▶ [DIRECTIONS] After finding the line with "the current process." in the entries below, retype exactly each line from there through the line with "pub fn with_ranks_per_node(mut", including that final line.

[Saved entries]
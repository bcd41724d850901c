use std::collections::VecDeque;
use std::fmt::{Debug, Formatter};
use std::sync::Arc;
use std::sync::atomic::{AtomicU64, Ordering};
use std::time::{Duration, Instant};

use bp_error::{BpResult, bp_bail, bp_err};
use itertools::Itertools;
use parking_lot::Mutex;
use rustc_hash::FxHashMap;

use crate::comm::{SPLIT_TAG, check_rank, decode_u64};
use crate::{CommRef, Communicator, SharedWindow, Tag};

const NO_COLOR: u64 = u64::MAX;
const FAILED_WINDOW: u64 = u64::MAX;

struct Envelope {
    context: u64,
    source: usize,
    tag: Tag,
    payload: Vec<u8>,
}

impl Envelope {
    fn matches(&self, context: u64, source: usize, tag: Tag) -> bool {
        self.context == context && self.source == source && self.tag == tag
    }
}

struct Mailbox {
    tx: flume::Sender<Envelope>,
    rx: flume::Receiver<Envelope>,
    /// Messages that arrived before anyone asked for them.
    stash: Mutex<VecDeque<Envelope>>,
}

struct Hub {
    mailboxes: Vec<Mailbox>,
    next_context: AtomicU64,
    next_window: AtomicU64,
    windows: Mutex<FxHashMap<u64, Arc<SharedWindow>>>,
    ranks_per_node: usize,
    timeout: Duration,
}

/// A set of ranks living as threads of the current process.
#[derive(Debug, Clone)]
pub struct LocalWorld {
    size: usize,
    ranks_per_node: usize,
    timeout: Duration,
}

impl LocalWorld {
    pub fn new(size: usize) -> Self {
        Self {
            size: size.max(1),
            ranks_per_node: usize::MAX,
            timeout: Duration::from_secs(120),
        }
    }

    /// Pretend the ranks are spread over nodes of `ranks_per_node` consecutive ranks, which
    /// drives [`Communicator::group_by_shm`].
    pub fn with_ranks_per_node(mut self, ranks_per_node: usize) -> Self {
        self.ranks_per_node = ranks_per_node.max(1);
        self
    }

    /// How long a receive may wait before failing. Turns a protocol deadlock into an error.
    pub fn with_timeout(mut self, timeout: Duration) -> Self {
        self.timeout = timeout;
        self
    }

    pub fn size(&self) -> usize {
        self.size
    }

    /// One world communicator per rank.
    pub fn communicators(&self) -> Vec<LocalComm> {
        let mailboxes = (0..self.size)
            .map(|_| {
                let (tx, rx) = flume::unbounded();
                Mailbox {
                    tx,
                    rx,
                    stash: Mutex::new(VecDeque::new()),
                }
            })
            .collect();
        let hub = Arc::new(Hub {
            mailboxes,
            next_context: AtomicU64::new(1),
            next_window: AtomicU64::new(0),
            windows: Mutex::new(FxHashMap::default()),
            ranks_per_node: self.ranks_per_node,
            timeout: self.timeout,
        });
        let members: Arc<[usize]> = (0..self.size).collect();
        (0..self.size)
            .map(|rank| LocalComm {
                hub: hub.clone(),
                context: 0,
                members: members.clone(),
                rank,
            })
            .collect()
    }

    /// Run `f` once per rank, each on its own named thread, and collect the results by rank.
    ///
    /// A panic on any rank is propagated once every thread has stopped.
    pub fn run<F, R>(&self, f: F) -> Vec<R>
    where
        F: Fn(CommRef) -> R + Sync,
        R: Send,
    {
        let f = &f;
        std::thread::scope(|scope| {
            let handles = self
                .communicators()
                .into_iter()
                .map(|comm| {
                    let rank = comm.rank();
                    std::thread::Builder::new()
                        .name(format!("rank-{rank}"))
                        .spawn_scoped(scope, move || f(Arc::new(comm)))
                        .unwrap_or_else(|e| panic!("failed to spawn rank {rank}: {e}"))
                })
                .collect_vec();
            handles
                .into_iter()
                .map(|handle| handle.join().unwrap_or_else(|e| std::panic::resume_unwind(e)))
                .collect()
        })
    }

    /// A single-rank world communicator.
    pub fn solo() -> CommRef {
        Arc::new(Self::new(1).communicators().remove(0))
    }
}

/// A communicator whose ranks are threads sharing one [`LocalWorld`].
pub struct LocalComm {
    hub: Arc<Hub>,
    context: u64,
    /// World ranks of this communicator's members, indexed by rank here.
    members: Arc<[usize]>,
    rank: usize,
}

impl Debug for LocalComm {
    fn fmt(&self, f: &mut Formatter<'_>) -> std::fmt::Result {
        f.debug_struct("LocalComm")
            .field("context", &self.context)
            .field("rank", &self.rank)
            .field("size", &self.members.len())
            .finish()
    }
}

impl LocalComm {
    /// This rank's index in the world communicator.
    pub fn world_rank(&self) -> usize {
        self.members[self.rank]
    }

    fn mailbox(&self) -> &Mailbox {
        &self.hub.mailboxes[self.world_rank()]
    }

    fn take_stashed(&self, source: usize, tag: Tag) -> Option<Vec<u8>> {
        let mut stash = self.mailbox().stash.lock();
        let position = stash
            .iter()
            .position(|e| e.matches(self.context, source, tag))?;
        stash.remove(position).map(|e| e.payload)
    }
}

impl Communicator for LocalComm {
    fn rank(&self) -> usize {
        self.rank
    }

    fn size(&self) -> usize {
        self.members.len()
    }

    fn send(&self, dest: usize, tag: Tag, data: &[u8]) -> BpResult<()> {
        check_rank(dest, self.size())?;
        self.hub.mailboxes[self.members[dest]]
            .tx
            .send(Envelope {
                context: self.context,
                source: self.rank,
                tag,
                payload: data.to_vec(),
            })
            .map_err(|_| bp_err!(Comm: "rank {dest} is no longer receiving"))
    }

    fn recv(&self, source: usize, tag: Tag) -> BpResult<Vec<u8>> {
        check_rank(source, self.size())?;
        let deadline = Instant::now() + self.hub.timeout;
        loop {
            if let Some(payload) = self.take_stashed(source, tag) {
                return Ok(payload);
            }
            let remaining = deadline.saturating_duration_since(Instant::now());
            match self.mailbox().rx.recv_timeout(remaining) {
                Ok(envelope) if envelope.matches(self.context, source, tag) => {
                    return Ok(envelope.payload);
                }
                Ok(envelope) => self.mailbox().stash.lock().push_back(envelope),
                Err(flume::RecvTimeoutError::Timeout) => {
                    bp_bail!(Comm: "rank {} timed out waiting for tag {tag:#x} from rank {source}", self.rank)
                }
                Err(flume::RecvTimeoutError::Disconnected) => {
                    bp_bail!(Comm: "world disconnected while rank {} waited for rank {source}", self.rank)
                }
            }
        }
    }

    fn split(&self, color: Option<u32>, key: usize) -> BpResult<Option<CommRef>> {
        let mut entry = Vec::with_capacity(16);
        entry.extend_from_slice(&color.map(u64::from).unwrap_or(NO_COLOR).to_le_bytes());
        entry.extend_from_slice(&(key as u64).to_le_bytes());
        let table = self
            .all_gather(&entry)?
            .iter()
            .map(|e| Ok((decode_u64(&e[..8])?, decode_u64(&e[8..])?)))
            .collect::<BpResult<Vec<_>>>()?;

        let Some(color) = color.map(u64::from) else {
            return Ok(None);
        };
        let group = table
            .iter()
            .enumerate()
            .filter(|(_, (c, _))| *c == color)
            .sorted_by_key(|(rank, (_, k))| (*k, *rank))
            .map(|(rank, _)| rank)
            .collect_vec();
        let leader = group[0];
        let new_rank = group
            .iter()
            .position(|&r| r == self.rank)
            .ok_or_else(|| bp_err!(Comm: "rank {} missing from its own split group", self.rank))?;

        let context = if self.rank == leader {
            let context = self.hub.next_context.fetch_add(1, Ordering::SeqCst);
            for &member in group.iter().skip(1) {
                self.send_value(member, SPLIT_TAG, context)?;
            }
            context
        } else {
            self.recv_value(leader, SPLIT_TAG)?
        };

        let members: Arc<[usize]> = group.iter().map(|&r| self.members[r]).collect();
        Ok(Some(Arc::new(LocalComm {
            hub: self.hub.clone(),
            context,
            members,
            rank: new_rank,
        })))
    }

    fn group_by_shm(&self) -> BpResult<CommRef> {
        let node = self.world_rank() / self.hub.ranks_per_node;
        let node = u32::try_from(node).map_err(|_| bp_err!(Comm: "node index {node} too large"))?;
        self.split(Some(node), self.rank)?
            .ok_or_else(|| bp_err!(Comm: "shared-memory split produced no communicator"))
    }

    fn allocate_shared(&self, bytes: usize) -> BpResult<Arc<SharedWindow>> {
        let mut id = FAILED_WINDOW;
        let mut local = None;
        if self.rank == 0 {
            match SharedWindow::anonymous(bytes) {
                Ok(window) => {
                    let window = Arc::new(window);
                    id = self.hub.next_window.fetch_add(1, Ordering::SeqCst);
                    self.hub.windows.lock().insert(id, window.clone());
                    local = Some(window);
                }
                Err(e) => log::error!("shared window allocation failed: {e}"),
            }
        }
        let id = self.broadcast_value(id, 0)?;
        if id == FAILED_WINDOW {
            bp_bail!(Comm: "rank 0 failed to allocate a {bytes} byte shared window");
        }
        let window = match local {
            Some(window) => window,
            None => self
                .hub
                .windows
                .lock()
                .get(&id)
                .cloned()
                .ok_or_else(|| bp_err!(Comm: "shared window {id} is not registered"))?,
        };
        self.barrier()?;
        if self.rank == 0 {
            self.hub.windows.lock().remove(&id);
        }
        Ok(window)
    }
}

▶ [ANSWER AREA]
/// A set of ranks living as threads of the current process.
#[derive(Debug, Clone)]
pub struct LocalWorld {
    size: usize,
    ranks_per_node: usize,
    timeout: Duration,
}

impl LocalWorld {
    pub fn new(size: usize) -> Self {
        Self {
            size: size.max(1),
            ranks_per_node: usize::MAX,
            timeout: Duration::from_secs(120),
        }
    }

    /// Pretend the ranks are spread over nodes of `ranks_per_node` consecutive ranks, which
    /// drives [`Communicator::group_by_shm`].
    pub fn with_ranks_per_node(mut self, ranks_per_node: usize) -> Self {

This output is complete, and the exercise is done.